Repeat the records below word for word.

Data shown Block Start

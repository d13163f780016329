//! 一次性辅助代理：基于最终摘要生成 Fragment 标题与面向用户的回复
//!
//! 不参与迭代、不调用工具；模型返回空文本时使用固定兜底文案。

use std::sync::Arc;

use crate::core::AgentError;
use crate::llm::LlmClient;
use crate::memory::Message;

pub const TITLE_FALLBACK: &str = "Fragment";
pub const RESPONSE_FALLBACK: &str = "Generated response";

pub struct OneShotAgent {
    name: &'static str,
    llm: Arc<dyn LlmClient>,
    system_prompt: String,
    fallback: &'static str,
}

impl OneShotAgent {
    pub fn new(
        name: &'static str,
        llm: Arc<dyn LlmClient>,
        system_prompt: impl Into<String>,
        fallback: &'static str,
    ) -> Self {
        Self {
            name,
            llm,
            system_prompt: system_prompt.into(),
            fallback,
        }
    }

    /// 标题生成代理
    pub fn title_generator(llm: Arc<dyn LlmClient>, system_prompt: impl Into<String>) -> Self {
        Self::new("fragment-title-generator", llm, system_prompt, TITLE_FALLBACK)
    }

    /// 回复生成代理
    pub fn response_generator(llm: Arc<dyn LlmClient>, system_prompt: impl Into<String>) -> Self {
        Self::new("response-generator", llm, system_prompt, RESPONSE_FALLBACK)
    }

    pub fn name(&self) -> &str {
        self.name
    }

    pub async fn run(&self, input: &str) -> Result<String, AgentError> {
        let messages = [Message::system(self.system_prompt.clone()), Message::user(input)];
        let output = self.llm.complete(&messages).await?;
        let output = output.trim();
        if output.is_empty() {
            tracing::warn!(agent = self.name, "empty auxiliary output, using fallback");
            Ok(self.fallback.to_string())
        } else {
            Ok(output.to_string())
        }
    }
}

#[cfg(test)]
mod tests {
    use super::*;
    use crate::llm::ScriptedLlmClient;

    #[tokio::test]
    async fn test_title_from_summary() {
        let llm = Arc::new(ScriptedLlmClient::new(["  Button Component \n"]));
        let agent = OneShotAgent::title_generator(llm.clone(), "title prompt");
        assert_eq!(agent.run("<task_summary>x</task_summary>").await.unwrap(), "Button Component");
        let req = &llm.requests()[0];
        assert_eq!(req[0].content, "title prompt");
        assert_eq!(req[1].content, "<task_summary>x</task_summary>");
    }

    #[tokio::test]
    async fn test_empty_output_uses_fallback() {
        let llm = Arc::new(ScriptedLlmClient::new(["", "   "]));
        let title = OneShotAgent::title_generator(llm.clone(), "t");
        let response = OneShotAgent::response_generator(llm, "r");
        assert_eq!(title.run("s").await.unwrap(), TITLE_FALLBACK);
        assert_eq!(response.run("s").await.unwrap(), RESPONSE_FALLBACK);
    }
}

Data shown Block End

### Answer for this exercise
repository d13163f780016329
//! 一次性辅助代理：基于最终摘要生成 Fragment 标题与面向用户的回复
//!
//! 不参与迭代、不调用工具；模型返回空文本时使用固定兜底文案。

use std::sync::Arc;

use crate::core::AgentError;
use crate::llm::LlmClient;
use crate::memory::Message;

pub const TITLE_FALLBACK: &str = "Fragment";
pub const RESPONSE_FALLBACK: &str = "Generated response";

pub struct OneShotAgent {
    name: &'static str,
    llm: Arc<dyn LlmClient>,
    system_prompt: String,
    fallback: &'static str,
}

impl OneShotAgent {
    pub fn new(
        name: &'static str,
        llm: Arc<dyn LlmClient>,
        system_prompt: impl Into<String>,
        fallback: &'static str,
    ) -> Self {
        Self {
            name,
            llm,
            system_prompt: system_prompt.into(),
            fallback,
        }
    }

    /// 标题生成代理
    pub fn title_generator(llm: Arc<dyn LlmClient>, system_prompt: impl Into<String>) -> Self {
        Self::new("fragment-title-generator", llm, system_prompt, TITLE_FALLBACK)
    }

    /// 回复生成代理
    pub fn response_generator(llm: Arc<dyn LlmClient>, system_prompt: impl Into<String>) -> Self {
        Self::new("response-generator", llm, system_prompt, RESPONSE_FALLBACK)
    }

    pub fn name(&self) -> &str {
        self.name
    }

    pub async fn run(&self, input: &str) -> Result<String, AgentError> {
        let messages = [Message::system(self.system_prompt.clone()), Message::user(input)];
        let output = self.llm.complete(&messages).await?;
        let output = output.trim();
        if output.is_empty() {
            tracing::warn!(agent = self.name, "empty auxiliary output, using fallback");
            Ok(self.fallback.to_string())
        } else {
            Ok(output.to_string())
        }
    }
}

#[cfg(test)]
mod tests {
    use super::*;
    use crate::llm::ScriptedLlmClient;

    #[tokio::test]
    async fn test_title_from_summary() {
        let llm = Arc::new(ScriptedLlmClient::new(["  Button Component \n"]));
        let agent = OneShotAgent::title_generator(llm.clone(), "title prompt");
        assert_eq!(agent.run("<task_summary>x</task_summary>").await.unwrap(), "Button Component");
        let req = &llm.requests()[0];
        assert_eq!(req[0].content, "title prompt");
        assert_eq!(req[1].content, "<task_summary>x</task_summary>");
    }

    #[tokio::test]
    async fn test_empty_output_uses_fallback() {
        let llm = Arc::new(ScriptedLlmClient::new(["", "   "]));
        let title = OneShotAgent::title_generator(llm.clone(), "t");
        let response = OneShotAgent::response_generator(llm, "r");
        assert_eq!(title.run("s").await.unwrap(), TITLE_FALLBACK);
        assert_eq!(response.run("s").await.unwrap(), RESPONSE_FALLBACK);
    }
}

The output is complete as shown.